It’s been a while since I’ve been the youngest person at a gig, but that seemed the case as I stood amongst fans of 70s space-rock legends Hawkwind at Leeds refectory.
“The last time Hawkwind played here was 26 years ago” says Mr Dibs (otherwise known as Jonathan Darbyshire). All this time later, and despite Dave Brock being the only original member, the band were as good as ever. The only difference seemed to be the lack of semi-naked exotic dancers, but a huge screen projecting trippy images of space, woodland and dystopian futures brought Hawkwind’s psychedelia into the 21st century.
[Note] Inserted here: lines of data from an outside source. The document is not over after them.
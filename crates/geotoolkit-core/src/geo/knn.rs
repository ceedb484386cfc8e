//! K-nearest-neighbor search over point collections.

use crate::error::{GeotoolkitError, Result};
use crate::geo::index::SpatialIndex;
use crate::models::{FeatureCollection, Geometry};

/// Tuning for the indexed candidate search.
///
/// The indexed path grows a search window around the target until it holds
/// at least k candidates. Both the starting size and the growth rate are
/// dataset-scale choices, so they are parameters rather than constants; the
/// round budget bounds the loop and is mandatory for termination.
#[derive(Debug, Clone, Copy)]
pub struct KnnParams {
    /// Half-width of the first search window, in CRS units
    pub initial_radius: f64,
    /// Window growth per round; must be greater than 1
    pub growth_factor: f64,
    /// Rounds before falling back to a full scan
    pub max_rounds: u32,
}

impl Default for KnnParams {
    fn default() -> Self {
        Self { initial_radius: 50.0, growth_factor: 2.0, max_rounds: 8 }
    }
}

impl KnnParams {
    fn validate(&self) -> Result<()> {
        if !self.initial_radius.is_finite() || self.initial_radius <= 0.0 {
            return Err(GeotoolkitError::invalid_parameter(
                "initial_radius",
                "must be positive and finite",
            ));
        }
        if !self.growth_factor.is_finite() || self.growth_factor <= 1.0 {
            return Err(GeotoolkitError::invalid_parameter(
                "growth_factor",
                "must be greater than 1",
            ));
        }
        Ok(())
    }
}

fn point_distance(a: [f64; 2], b: [f64; 2]) -> f64 {
    (a[0] - b[0]).hypot(a[1] - b[1])
}

/// Return the k points of `points` closest to `target`, ascending by
/// distance.
///
/// Every result feature carries its distance (`distance_m`) and 1-based rank
/// (`knn_rank`); ties are broken by original input order. Fewer than k
/// points yields all of them, ranked. Only Point features participate.
///
/// The indexed path collects candidates from a growing window and is exact:
/// after enough candidates are found the window is widened once to the
/// provisional k-th distance, so no closer point outside the window can be
/// missed, and the ranked result equals the brute-force result.
pub fn knn(
    points: &FeatureCollection,
    target: &Geometry,
    k: usize,
    use_index: bool,
    params: &KnnParams,
) -> Result<FeatureCollection> {
    if k == 0 {
        return Err(GeotoolkitError::invalid_parameter("k", "must be at least 1"));
    }
    let Some(target_point) = target.as_point() else {
        return Err(GeotoolkitError::unsupported("knn", target.geometry_type().as_str()));
    };
    params.validate()?;

    let point_features = points.point_features();
    let coordinates: Vec<[f64; 2]> =
        point_features.iter().filter_map(|f| f.geometry.as_point()).collect();

    let candidates: Vec<usize> = if use_index {
        collect_candidates(&coordinates, target_point, k, params)
    } else {
        (0..coordinates.len()).collect()
    };

    let mut ranked: Vec<(f64, usize)> = candidates
        .into_iter()
        .map(|i| (point_distance(target_point, coordinates[i]), i))
        .collect();
    ranked.sort_by(|a, b| a.0.partial_cmp(&b.0).unwrap_or(std::cmp::Ordering::Equal).then(a.1.cmp(&b.1)));
    ranked.truncate(k);

    Ok(ranked
        .into_iter()
        .enumerate()
        .map(|(rank, (dist, i))| {
            point_features[i]
                .tagged("distance_m", dist)
                .tagged("knn_rank", (rank + 1) as u64)
        })
        .collect())
}

/// Expanding-window candidate selection.
///
/// A window of half-width r contains every point within Euclidean distance
/// r of the target, so once the provisional k-th distance fits inside the
/// final window the candidate set is complete. Exhausting the round budget
/// falls back to all points, which is still exact, just not pruned.
fn collect_candidates(
    coordinates: &[[f64; 2]],
    target: [f64; 2],
    k: usize,
    params: &KnnParams,
) -> Vec<usize> {
    let geometries: Vec<Geometry> =
        coordinates.iter().map(|c| Geometry::point(c[0], c[1])).collect();
    let index = SpatialIndex::build(&geometries);

    let mut radius = params.initial_radius;
    let mut candidates: Vec<usize> = Vec::new();
    let mut enough = false;

    for _ in 0..params.max_rounds {
        candidates = index.range_query(&window(target, radius));
        if candidates.len() >= k {
            enough = true;
            break;
        }
        radius *= params.growth_factor;
    }

    if !enough {
        tracing::debug!(
            rounds = params.max_rounds,
            "knn window budget exhausted, scanning all points"
        );
        return (0..coordinates.len()).collect();
    }

    // The k-th nearest candidate may sit beyond the window that produced
    // it; widen once to that distance so nothing closer is missed.
    let mut dists: Vec<f64> = candidates
        .iter()
        .map(|&i| point_distance(target, coordinates[i]))
        .collect();
    dists.sort_by(|a, b| a.partial_cmp(b).unwrap_or(std::cmp::Ordering::Equal));
    let kth = dists[k - 1];
    if kth > radius {
        candidates = index.range_query(&window(target, kth));
    }
    candidates
}

fn window(center: [f64; 2], radius: f64) -> Geometry {
    Geometry::rectangle(
        center[0] - radius,
        center[1] - radius,
        center[0] + radius,
        center[1] + radius,
    )
}

#[cfg(test)]
mod tests {
    use super::*;
    use crate::models::Feature;

    fn points_fc(coords: &[(f64, f64)]) -> FeatureCollection {
        coords
            .iter()
            .enumerate()
            .map(|(i, (x, y))| {
                Feature::new(Geometry::point(*x, *y)).property("id", (i + 1) as i64)
            })
            .collect()
    }

    fn ids(fc: &FeatureCollection) -> Vec<i64> {
        fc.iter().map(|f| f.properties["id"].as_i64().unwrap()).collect()
    }

    #[test]
    fn test_knn_basic_ranking() {
        let fc = points_fc(&[(0.0, 0.0), (1.0, 0.0), (5.0, 0.0)]);
        let target = Geometry::point(0.0, 0.0);

        let top2 = knn(&fc, &target, 2, true, &KnnParams::default()).unwrap();

        assert_eq!(top2.len(), 2);
        assert_eq!(ids(&top2), vec![1, 2]);
        assert_eq!(top2.features[0].properties["distance_m"].as_f64().unwrap(), 0.0);
        assert_eq!(top2.features[1].properties["distance_m"].as_f64().unwrap(), 1.0);
        assert_eq!(top2.features[0].properties["knn_rank"].as_u64().unwrap(), 1);
        assert_eq!(top2.features[1].properties["knn_rank"].as_u64().unwrap(), 2);
    }

    #[test]
    fn test_knn_rejects_zero_k() {
        let fc = points_fc(&[(0.0, 0.0)]);
        assert!(knn(&fc, &Geometry::point(0.0, 0.0), 0, false, &KnnParams::default()).is_err());
    }

    #[test]
    fn test_knn_rejects_non_point_target() {
        let fc = points_fc(&[(0.0, 0.0)]);
        let square = Geometry::rectangle(0.0, 0.0, 1.0, 1.0);
        assert!(knn(&fc, &square, 1, false, &KnnParams::default()).is_err());
    }

    #[test]
    fn test_knn_with_fewer_points_than_k() {
        let fc = points_fc(&[(0.0, 0.0), (3.0, 4.0)]);
        let result = knn(&fc, &Geometry::point(0.0, 0.0), 10, true, &KnnParams::default()).unwrap();
        assert_eq!(result.len(), 2);
        assert_eq!(ids(&result), vec![1, 2]);
    }

    #[test]
    fn test_knn_on_empty_collection() {
        let fc = FeatureCollection::empty();
        let result = knn(&fc, &Geometry::point(0.0, 0.0), 3, true, &KnnParams::default()).unwrap();
        assert!(result.is_empty());
    }

    #[test]
    fn test_knn_tie_break_by_input_order() {
        // Two points at the same distance from the target.
        let fc = points_fc(&[(2.0, 0.0), (-2.0, 0.0), (1.0, 0.0)]);
        let result = knn(&fc, &Geometry::point(0.0, 0.0), 3, false, &KnnParams::default()).unwrap();
        assert_eq!(ids(&result), vec![3, 1, 2]);
    }

    #[test]
    fn test_indexed_and_brute_force_agree() {
        let coords: Vec<(f64, f64)> = (0..200)
            .map(|i| (((i * 37) % 500) as f64, ((i * 91) % 500) as f64))
            .collect();
        let fc = points_fc(&coords);
        let target = Geometry::point(250.0, 250.0);

        for k in [1, 5, 23, 200, 500] {
            let plain = knn(&fc, &target, k, false, &KnnParams::default()).unwrap();
            let indexed = knn(&fc, &target, k, true, &KnnParams::default()).unwrap();
            assert_eq!(ids(&plain), ids(&indexed), "k = {}", k);
        }
    }

    #[test]
    fn test_tiny_window_budget_still_exact() {
        let coords: Vec<(f64, f64)> = (0..50)
            .map(|i| ((i as f64) * 1000.0, 0.0))
            .collect();
        let fc = points_fc(&coords);
        let target = Geometry::point(49_000.0, 0.0);

        // Window never reaches the data; the fallback must still rank exactly.
        let params = KnnParams { initial_radius: 0.001, growth_factor: 1.5, max_rounds: 2 };
        let plain = knn(&fc, &target, 5, false, &params).unwrap();
        let indexed = knn(&fc, &target, 5, true, &params).unwrap();
        assert_eq!(ids(&plain), ids(&indexed));
    }

    #[test]
    fn test_invalid_params_rejected() {
        let fc = points_fc(&[(0.0, 0.0)]);
        let target = Geometry::point(0.0, 0.0);

        let bad_radius = KnnParams { initial_radius: 0.0, ..KnnParams::default() };
        assert!(knn(&fc, &target, 1, true, &bad_radius).is_err());

        let bad_growth = KnnParams { growth_factor: 1.0, ..KnnParams::default() };
        assert!(knn(&fc, &target, 1, true, &bad_growth).is_err());
    }
}
use std::collections::BTreeMap;

use anyhow::{Context, Result};

use geotoolkit_core::formats::read_feature_collection;
use geotoolkit_core::geo::GeometryExt;

use crate::cli::InfoArgs;
use crate::output::OutputWriter;

pub fn execute(args: InfoArgs, output: &OutputWriter) -> Result<()> {
    let dataset = read_feature_collection(&args.input)
        .with_context(|| format!("reading {}", args.input.display()))?;

    output.kv("file", args.input.display());
    output.kv("crs", format!("EPSG:{} ({})", dataset.crs.epsg, dataset.crs.name));
    output.kv("features", dataset.collection.len());

    let mut kinds: BTreeMap<&'static str, usize> = BTreeMap::new();
    for feature in dataset.collection.iter() {
        *kinds.entry(feature.geometry.geometry_type().as_str()).or_default() += 1;
    }
    for (kind, count) in kinds {
        output.kv(kind, count);
    }

    let bounds = dataset
        .collection
        .iter()
        .filter_map(|f| f.geometry.bounding_box())
        .reduce(|a, b| (a.0.min(b.0), a.1.min(b.1), a.2.max(b.2), a.3.max(b.3)));
    match bounds {
        Some((minx, miny, maxx, maxy)) => output.kv(
            "bbox",
            format!("({:.6}, {:.6}, {:.6}, {:.6})", minx, miny, maxx, maxy),
        ),
        None => output.kv("bbox", "none"),
    }
    Ok(())
}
Hawkwind performed a career spanning set, blending classics such as ‘Assault and Battery’ and ‘Golden Void’ with songs from their upcoming album Into the Woods. However, my personal favourite was when Mr Dibs screamed “hashish hashish hashish” during ‘Hassan I Sahba’ as giant cannabis leaves projected from the screen behind; a visual and musical highpoint of the gig, if you’ll pardon the pun.
Following cries of “encore”, the band finished on one of their most famous numbers, ‘Silver Machine’. Despite the absence of Lemmy’s iconic vocals, the classic was well received amongst the mass of fans, who no doubt supported Hawkwind from the very beginning. As one of the most important proto-punk bands, influencing the likes of the Sex Pistols, I consider myself privileged to have witnessed such an influential band perform live. And of course, Hawkwind are still relevant now. The fact that support came from the young and talented Bradford band Glass Mountain represents their influence on the emergence of new, exciting, alternative bands.
As a band often overlooked, I only hope that more people listen to Hawkwind and appreciate them for the hippy, trippy psyche legends they are.